La construction, inaugurée en si grande pompe, ne fut pas continuée.

Le clergé et les États de Bretagne et des autres provinces furent forcez de ruiner leurs créanciers en les remboursant en papier. Le Roy fut subrogé dans les droits de ces créanciers. Le clergé et les États y profitèrent en apparence par la réduction des rentes qu'ils devoient, qui fut faite d'abord à trois pour cent, et ensuite à deux pour cent, c'est-à-dire au denier cinquante.

Mais dans la vérité c'estoit pour eux une pure perte, puisque les particuliers et les compagnies qui composent ces grands corps et qui en étoient créanciers furent par là précipitez dans une ruine totale.

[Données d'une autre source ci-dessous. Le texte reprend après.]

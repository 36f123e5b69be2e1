use std::collections::hash_map::Entry;
use std::collections::HashMap;

use tracing::trace;

use crate::error::{GeometryError, Result};
use crate::mesh::Mesh;

use super::heal::heal_t_junctions;
use super::node::Node;
use super::polygon::Polygon;

/// Welding quantum for result vertices.
///
/// Seam vertices computed independently on each side of a clip differ by
/// floating-point noise; keys quantized to this grid merge them.
const WELD_EPSILON: f64 = 1e-9;

/// Computes the boolean subtraction of one closed mesh from another.
///
/// Both operands are left untouched; the result is a freshly allocated
/// closed mesh bounding the volume of A with B's volume removed. For fixed
/// inputs the output is identical across runs.
pub struct Subtract<'a> {
    mesh_a: &'a Mesh,
    mesh_b: &'a Mesh,
}

impl<'a> Subtract<'a> {
    /// Creates a new `Subtract` operation (A - B).
    #[must_use]
    pub fn new(mesh_a: &'a Mesh, mesh_b: &'a Mesh) -> Self {
        Self { mesh_a, mesh_b }
    }

    /// Executes the subtraction.
    ///
    /// If B does not intersect A's bounding volume the result is an exact
    /// copy of A; if A is entirely inside B the result is the empty mesh.
    ///
    /// # Errors
    ///
    /// Returns [`GeometryError::Degenerate`] if either operand is not a
    /// closed mesh or contains zero-area triangles.
    pub fn execute(&self) -> Result<Mesh> {
        if self.mesh_a.is_empty() {
            return Ok(Mesh::default());
        }
        if self.mesh_b.is_empty() {
            return Ok(self.mesh_a.clone());
        }
        if !self.mesh_a.is_closed() {
            return Err(
                GeometryError::Degenerate("subtraction operand A is not a closed mesh".into())
                    .into(),
            );
        }
        if !self.mesh_b.is_closed() {
            return Err(
                GeometryError::Degenerate("subtraction operand B is not a closed mesh".into())
                    .into(),
            );
        }

        // AABB early-out: disjoint operands leave A untouched.
        let (Some(aabb_a), Some(aabb_b)) = (self.mesh_a.aabb(), self.mesh_b.aabb()) else {
            return Ok(self.mesh_a.clone());
        };
        if !aabb_a.overlaps(&aabb_b) {
            return Ok(self.mesh_a.clone());
        }

        trace!(
            triangles_a = self.mesh_a.triangles.len(),
            triangles_b = self.mesh_b.triangles.len(),
            "bsp subtraction"
        );

        let mut a = Node::new(mesh_polygons(self.mesh_a)?);
        let mut b = Node::new(mesh_polygons(self.mesh_b)?);

        a.invert();
        a.clip_to(&b);
        b.clip_to(&a);
        b.invert();
        b.clip_to(&a);
        b.invert();
        a.build(b.all_polygons());
        a.invert();

        let mut result = polygons_to_mesh(&a.all_polygons());
        heal_t_junctions(&mut result);
        Ok(result)
    }
}

/// Converts a triangle mesh into CSG polygons.
fn mesh_polygons(mesh: &Mesh) -> Result<Vec<Polygon>> {
    mesh.triangles
        .iter()
        .map(|tri| {
            Polygon::from_vertices(vec![
                mesh.vertices[tri[0] as usize],
                mesh.vertices[tri[1] as usize],
                mesh.vertices[tri[2] as usize],
            ])
        })
        .collect()
}

/// Assembles clipped polygons into an indexed mesh.
///
/// Convex polygons are fan-triangulated; vertices are welded on a
/// `WELD_EPSILON` grid so fragments split from the same seam share indices.
#[allow(clippy::cast_possible_truncation)]
fn polygons_to_mesh(polygons: &[Polygon]) -> Mesh {
    let mut mesh = Mesh::default();
    let mut index_of: HashMap<(i64, i64, i64), u32> = HashMap::new();

    for polygon in polygons {
        let mut indices = Vec::with_capacity(polygon.vertices.len());
        for v in &polygon.vertices {
            let key = (quantize(v.x), quantize(v.y), quantize(v.z));
            let index = match index_of.entry(key) {
                Entry::Occupied(entry) => *entry.get(),
                Entry::Vacant(entry) => {
                    let index = mesh.vertices.len() as u32;
                    mesh.vertices.push(*v);
                    *entry.insert(index)
                }
            };
            indices.push(index);
        }
        indices.dedup();
        if indices.len() > 1 && indices[0] == indices[indices.len() - 1] {
            indices.pop();
        }
        for i in 1..indices.len().saturating_sub(1) {
            let tri = [indices[0], indices[i], indices[i + 1]];
            if tri[0] != tri[1] && tri[1] != tri[2] && tri[0] != tri[2] {
                mesh.triangles.push(tri);
            }
        }
    }

    mesh
}

#[allow(clippy::cast_possible_truncation)]
fn quantize(value: f64) -> i64 {
    (value / WELD_EPSILON).round() as i64
}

Les hôpitaux, les fabrices des paroisses, les communautéz ecclésiastiques séculières et régulières, surtout celles des filles, et tant d'autres personnes, qui n'avoient pour tout bien que des rentes constituées, furent réduites à l'indigence par l'amortissement qui leur en fut fait en cette malheureuse monoye (billets de banque), que Sa Majeste fut ensuite obligée de décrier au premier novembre 1720 . Les plus heureux furent ceux qui purent faire consentir leurs débiteurs à réduire leurs rentes au denier 50 : ils perdoient par là trois cinquiesmes de leur bien; mais ceux qui furent remboursés en billets en perdront selon toute apparence le total.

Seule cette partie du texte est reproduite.